What this error means
LiteLLM forces tool_choice parameter on adaptive-thinking Anthropic models (Claude Opus 4.7 etc.) causing request rejection — fix applied in pull #28114 is a LiteLLM failure pattern reported for developers trying to fix litellm proxy errors when calling anthropic adaptive-thinking models, where litellm incorrectly forces tool_choice parameter and causes api requests to be rejected by anthropic.. Based on the imported evidence, treat this as a tool-specific troubleshooting page rather than a generic API error.
Why this happens
Source: BerriAI/litellm#28114 (updated 2026-05-17). Live PR fixing LiteLLM forcing unsupported tool_choice on adaptive-thinking Anthropic models. Directly impacts paid LiteLLM proxy users — every affected request wastes tokens. This was recently fixed but developers encountering it before the fix need troubleshooting guidance. Category: LiteLLM per exact mapping.
Common causes
- Source: BerriAI/litellm#28114 (updated 2026-05-17). Live PR fixing LiteLLM forcing unsupported tool_choice on adaptive-thinking Anthropic models. Directly impacts paid LiteLLM proxy users — every affected request wastes tokens. This was recently fixed but developers encountering it before the fix need troubleshooting guidance. Category: LiteLLM per exact mapping.
Quick fixes
- Confirm the exact error signature matches
LiteLLM forces tool_choice parameter on adaptive-thinking Anthropic models (Claude Opus 4.7 etc.) causing request rejection — fix applied in pull #28114. - Check the LiteLLM account, local tool state, and provider configuration involved in the failing workflow.

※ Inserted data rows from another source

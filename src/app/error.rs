use thiserror::Error;

#[derive(Error, Debug)]
pub enum ReelwatchError {
    #[error("Database error: {0}")]
    Database(#[from] rusqlite::Error),

    #[error("HTTP error: {0}")]
    Http(#[from] reqwest::Error),

    #[error("Feed parsing error: {0}")]
    FeedParse(String),

    #[error("Invalid URL: {0}")]
    InvalidUrl(#[from] url::ParseError),

    #[error("Invalid filter pattern: {0}")]
    Pattern(#[from] regex::Error),

    #[error("IO error: {0}")]
    Io(#[from] std::io::Error),

    #[error("Buffer allocation failed: {0}")]
    Capacity(String),

    #[error("Configuration error: {0}")]
    Config(String),

    #[error("{0}")]
    Other(String),
}

impl From<crate::config::ConfigError> for ReelwatchError {
    fn from(err: crate::config::ConfigError) -> Self {
        ReelwatchError::Config(err.to_string())
    }
}

pub type Result<T> = std::result::Result<T, ReelwatchError>;
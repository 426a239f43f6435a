use std::path::Path;
use std::sync::{Mutex, MutexGuard};

use chrono::Utc;
use rusqlite::{params, Connection};
use rusqlite_migration::{Migrations, M};

use crate::app::{ReelwatchError, Result};
use crate::domain::Bucket;
use crate::store::Store;

pub struct SqliteStore {
    conn: Mutex<Connection>,
}

impl SqliteStore {
    pub fn new<P: AsRef<Path>>(path: P) -> Result<Self> {
        if let Some(parent) = path.as_ref().parent() {
            if !parent.as_os_str().is_empty() {
                std::fs::create_dir_all(parent)?;
            }
        }

        let conn = Connection::open(path)?;
        let store = Self {
            conn: Mutex::new(conn),
        };
        store.run_migrations()?;
        Ok(store)
    }

    pub fn in_memory() -> Result<Self> {
        let conn = Connection::open_in_memory()?;
        let store = Self {
            conn: Mutex::new(conn),
        };
        store.run_migrations()?;
        Ok(store)
    }

    fn run_migrations(&self) -> Result<()> {
        let migrations = Migrations::new(vec![M::up(include_str!(
            "../../migrations/001-initial/up.sql"
        ))]);

        let mut conn = self.conn()?;
        migrations
            .to_latest(&mut conn)
            .map_err(|e| ReelwatchError::Other(format!("State migration failed: {}", e)))?;

        Ok(())
    }

    fn conn(&self) -> Result<MutexGuard<'_, Connection>> {
        self.conn.lock().map_err(|e| {
            ReelwatchError::Database(rusqlite::Error::SqliteFailure(
                rusqlite::ffi::Error::new(1),
                Some(e.to_string()),
            ))
        })
    }
}

impl Store for SqliteStore {
    fn load_bucket(&self) -> Result<Bucket> {
        let conn = self.conn()?;
        let mut stmt = conn.prepare("SELECT url FROM downloads ORDER BY position")?;

        let urls = stmt
            .query_map([], |row| row.get::<_, String>(0))?
            .collect::<std::result::Result<Vec<_>, _>>()?;

        Ok(urls.into_iter().collect())
    }

    fn save_bucket(&self, bucket: &Bucket) -> Result<()> {
        let mut conn = self.conn()?;
        let saved_at = Utc::now().to_rfc3339();

        let tx = conn.transaction()?;
        tx.execute("DELETE FROM downloads", [])?;
        {
            let mut insert = tx.prepare(
                "INSERT INTO downloads (position, url, saved_at) VALUES (?1, ?2, ?3)",
            )?;
            for (position, url) in bucket.iter().enumerate() {
                insert.execute(params![position as i64, url, saved_at])?;
            }
        }
        tx.commit()?;

        tracing::debug!("Saved {} bucket entries", bucket.len());
        Ok(())
    }
}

- Verify the model name, local service connectivity, and network access before retrying the model pull.
Platform/tool-specific checks
- Verify the command, editor, extension, or API client that produced the error.
- Compare local settings with CI, deployment, or editor-level settings when the error appears in only one environment.
- Avoid deleting credentials, local model data, or project settings until the failing scope is clear.
Step-by-step troubleshooting
- Capture the exact error message and the command, editor action, or request that triggered it.
- Check whether the failure is account/auth, quota/rate, model/provider, local runtime, or deployment configuration.
- Review the source evidence below and compare it with your environment.
- Apply one change at a time and rerun the smallest failing action.
- Keep the working fix documented for the team or deployment environment.
How to prevent it
- Keep provider/tool configuration documented.
- Record non-secret diagnostics such as tool version, provider name, model name, and command path.
- Add a lightweight check before CI or production workflows depend on the tool.